Example: Consider the PDFs of a multivariate normal distribution and a multivariate Student distribution. How to prove that they are linearly independent, as functions from $\mathbb R^n$ to $\mathbb R$?

More generally, I'm interested in general proof strategies (or references!) on the following:

Question: How to prove that a given set of PDFs is linearly independent?
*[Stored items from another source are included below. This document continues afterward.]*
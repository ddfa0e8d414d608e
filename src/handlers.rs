pub mod pizza;
pub mod restaurant;
pub mod restaurant_pizza;

// Re-export routers for easier importing
pub use pizza::router as pizza_router;
pub use restaurant::router as restaurant_router;
pub use restaurant_pizza::router as restaurant_pizza_router;

use axum::{response::Html, routing::get, Router};
use utoipa::OpenApi;

pub fn app() -> Router {
    Router::new()
        .route("/", get(index))
        .merge(restaurant_router())
        .merge(pizza_router())
        .merge(restaurant_pizza_router())
}

async fn index() -> Html<&'static str> {
    Html("<h1>Pizzeria API</h1>")
}

#[derive(OpenApi)]
#[openapi(
    paths(
        restaurant::list_restaurants,
        restaurant::get_restaurant,
        restaurant::delete_restaurant,
        pizza::list_pizzas,
        restaurant_pizza::create_restaurant_pizza,
    ),
    components(
        schemas(
            crate::serializer::RestaurantResponse,
            crate::serializer::RestaurantDetailResponse,
            crate::serializer::RestaurantPizzaResponse,
            crate::serializer::PizzaResponse,
            crate::serializer::CreateRestaurantPizzaRequest,
            crate::serializer::CreateRestaurantPizzaResponse,
            crate::serializer::ApiErrorResponse,
            crate::serializer::ApiErrorsResponse
        )
    ),
    tags(
        (name = "restaurants", description = "Restaurant endpoints"),
        (name = "pizzas", description = "Pizza endpoints"),
        (name = "restaurant_pizzas", description = "Restaurant pizza offer endpoints")
    ),
    info(
        title = "Pizzeria API",
        description = "CRUD API over restaurants, pizzas, and the pizzas each restaurant offers",
        version = "1.0.0"
    )
)]
pub struct ApiDoc;

#[cfg(test)]
pub(crate) mod testing {
    use diesel::prelude::*;
    use diesel_migrations::MigrationHarness;
    use std::sync::Once;

    use crate::{establish_connection, models, schema, MIGRATIONS};

    static MIGRATED: Once = Once::new();

    pub fn setup() {
        MIGRATED.call_once(|| {
            let conn = &mut establish_connection();
            conn.run_pending_migrations(MIGRATIONS)
                .expect("Failed to run migrations");
        });
    }

    pub fn seed_restaurant(
        conn: &mut PgConnection,
        name: &str,
        address: &str,
    ) -> models::Restaurant {
        diesel::insert_into(schema::restaurants::table)
            .values(models::NewRestaurant {
                name: name.to_string(),
                address: address.to_string(),
            })
            .returning(models::Restaurant::as_returning())
            .get_result(conn)
            .unwrap()
    }

    pub fn seed_pizza(conn: &mut PgConnection, name: &str, ingredients: &str) -> models::Pizza {
        diesel::insert_into(schema::pizzas::table)
            .values(models::NewPizza {
                name: name.to_string(),
                ingredients: ingredients.to_string(),
            })
            .returning(models::Pizza::as_returning())
            .get_result(conn)
            .unwrap()
    }

    pub fn seed_offer(
        conn: &mut PgConnection,
        restaurant_id: i32,
        pizza_id: i32,
        price: i32,
    ) -> models::RestaurantPizza {
        diesel::insert_into(schema::restaurant_pizzas::table)
            .values(models::NewRestaurantPizza {
                price,
                restaurant_id,
                pizza_id,
            })
            .returning(models::RestaurantPizza::as_returning())
            .get_result(conn)
            .unwrap()
    }
}

#[cfg(test)]
mod tests {
    use super::*;
    use axum::body::{to_bytes, Body};
    use axum::http::{header, Request, StatusCode};
    use diesel::prelude::*;
    use serde_json::{json, Value};
    use tower::util::ServiceExt;

    use super::testing::{seed_pizza, seed_restaurant, setup};
    use crate::{establish_connection, schema};

    async fn read_json(response: axum::response::Response) -> Value {
        let bytes = to_bytes(response.into_body(), usize::MAX).await.unwrap();
        serde_json::from_slice(&bytes).unwrap()
    }

    #[tokio::test]
    async fn test_index() {
        let response = app()
            .oneshot(Request::builder().uri("/").body(Body::empty()).unwrap())
            .await
            .unwrap();

        assert_eq!(response.status(), StatusCode::OK);
    }

    #[tokio::test]
    async fn test_offer_lifecycle() {
        setup();
        let conn = &mut establish_connection();
        let restaurant = seed_restaurant(conn, "Kiki's Pizza", "address3");
        let pizza = seed_pizza(conn, "Cheese", "Dough, Tomato Sauce, Cheese");

        let response = app()
            .oneshot(
                Request::builder()
                    .method("POST")
                    .uri("/restaurant_pizzas")
                    .header(header::CONTENT_TYPE, "application/json")
                    .body(Body::from(
                        json!({
                            "price": 10,
                            "restaurant_id": restaurant.id,
                            "pizza_id": pizza.id,
                        })
                        .to_string(),
                    ))
                    .unwrap(),
            )
            .await
            .unwrap();

        assert_eq!(response.status(), StatusCode::CREATED);
        let body = read_json(response).await;
        assert_eq!(body["price"], 10);
        assert_eq!(body["restaurant_id"], restaurant.id);
        assert_eq!(body["pizza_id"], pizza.id);
        assert_eq!(body["pizza"]["name"], "Cheese");
        assert_eq!(body["restaurant"]["name"], "Kiki's Pizza");

        let response = app()
            .oneshot(
                Request::builder()
                    .uri(format!("/restaurants/{}", restaurant.id))
                    .body(Body::empty())
                    .unwrap(),
            )
            .await
            .unwrap();

        assert_eq!(response.status(), StatusCode::OK);
        let body = read_json(response).await;
        assert_eq!(body["name"], "Kiki's Pizza");
        assert_eq!(body["restaurant_pizzas"].as_array().unwrap().len(), 1);
        assert_eq!(body["restaurant_pizzas"][0]["price"], 10);
        assert_eq!(body["restaurant_pizzas"][0]["pizza"]["name"], "Cheese");

        let response = app()
            .oneshot(
                Request::builder()
                    .method("DELETE")
                    .uri(format!("/restaurants/{}", restaurant.id))
                    .body(Body::empty())
                    .unwrap(),
            )
            .await
            .unwrap();

        assert_eq!(response.status(), StatusCode::NO_CONTENT);

        let response = app()
            .oneshot(
                Request::builder()
                    .uri(format!("/restaurants/{}", restaurant.id))
                    .body(Body::empty())
                    .unwrap(),
            )
            .await
            .unwrap();

        assert_eq!(response.status(), StatusCode::NOT_FOUND);
        let body = read_json(response).await;
        assert_eq!(body["error"], "Restaurant not found");
    }

    #[tokio::test]
    async fn test_create_offer_rejects_out_of_range_price() {
        setup();
        let conn = &mut establish_connection();
        let restaurant = seed_restaurant(conn, "Pizza Hat", "address4");
        let pizza = seed_pizza(conn, "Margherita", "Dough, Tomato Sauce, Basil");

        let response = app()
            .oneshot(
                Request::builder()
                    .method("POST")
                    .uri("/restaurant_pizzas")
                    .header(header::CONTENT_TYPE, "application/json")
                    .body(Body::from(
                        json!({
                            "price": 50,
                            "restaurant_id": restaurant.id,
                            "pizza_id": pizza.id,
                        })
                        .to_string(),
                    ))
                    .unwrap(),
            )
            .await
            .unwrap();

        assert_eq!(response.status(), StatusCode::BAD_REQUEST);
        let body = read_json(response).await;
        assert_eq!(body["errors"][0], "Price must be between 1 and 30");

        let count: i64 = schema::restaurant_pizzas::table
            .filter(schema::restaurant_pizzas::restaurant_id.eq(restaurant.id))
            .count()
            .get_result(conn)
            .unwrap();
        assert_eq!(count, 0);
    }
}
For example, under additional assumptions, e.g., unimodality and distinct modes.

To provide some motivation, I'm trying to understand better strict linear independence of probability measures: probability measures $P_1, \dotsc, P_K$ defined on a space $\mathcal X$ are strictly linearly independent if for every vector $\lambda\neq 0$ there exists a measurable set $A$ such that $$\lambda_1 P_1(A) + \cdots + \lambda_K P_K(A) \neq 0,$$ or, equivalently, $|\lambda_1 P_1 + \cdots + \lambda P_K|(\mathcal X) > 0$.

In case of $\mathcal X = \mathbb R^n$ and continuous PDFs $p_1, \dotsc, p_K$ this condition is equivalent to the linear independence of their PDFs.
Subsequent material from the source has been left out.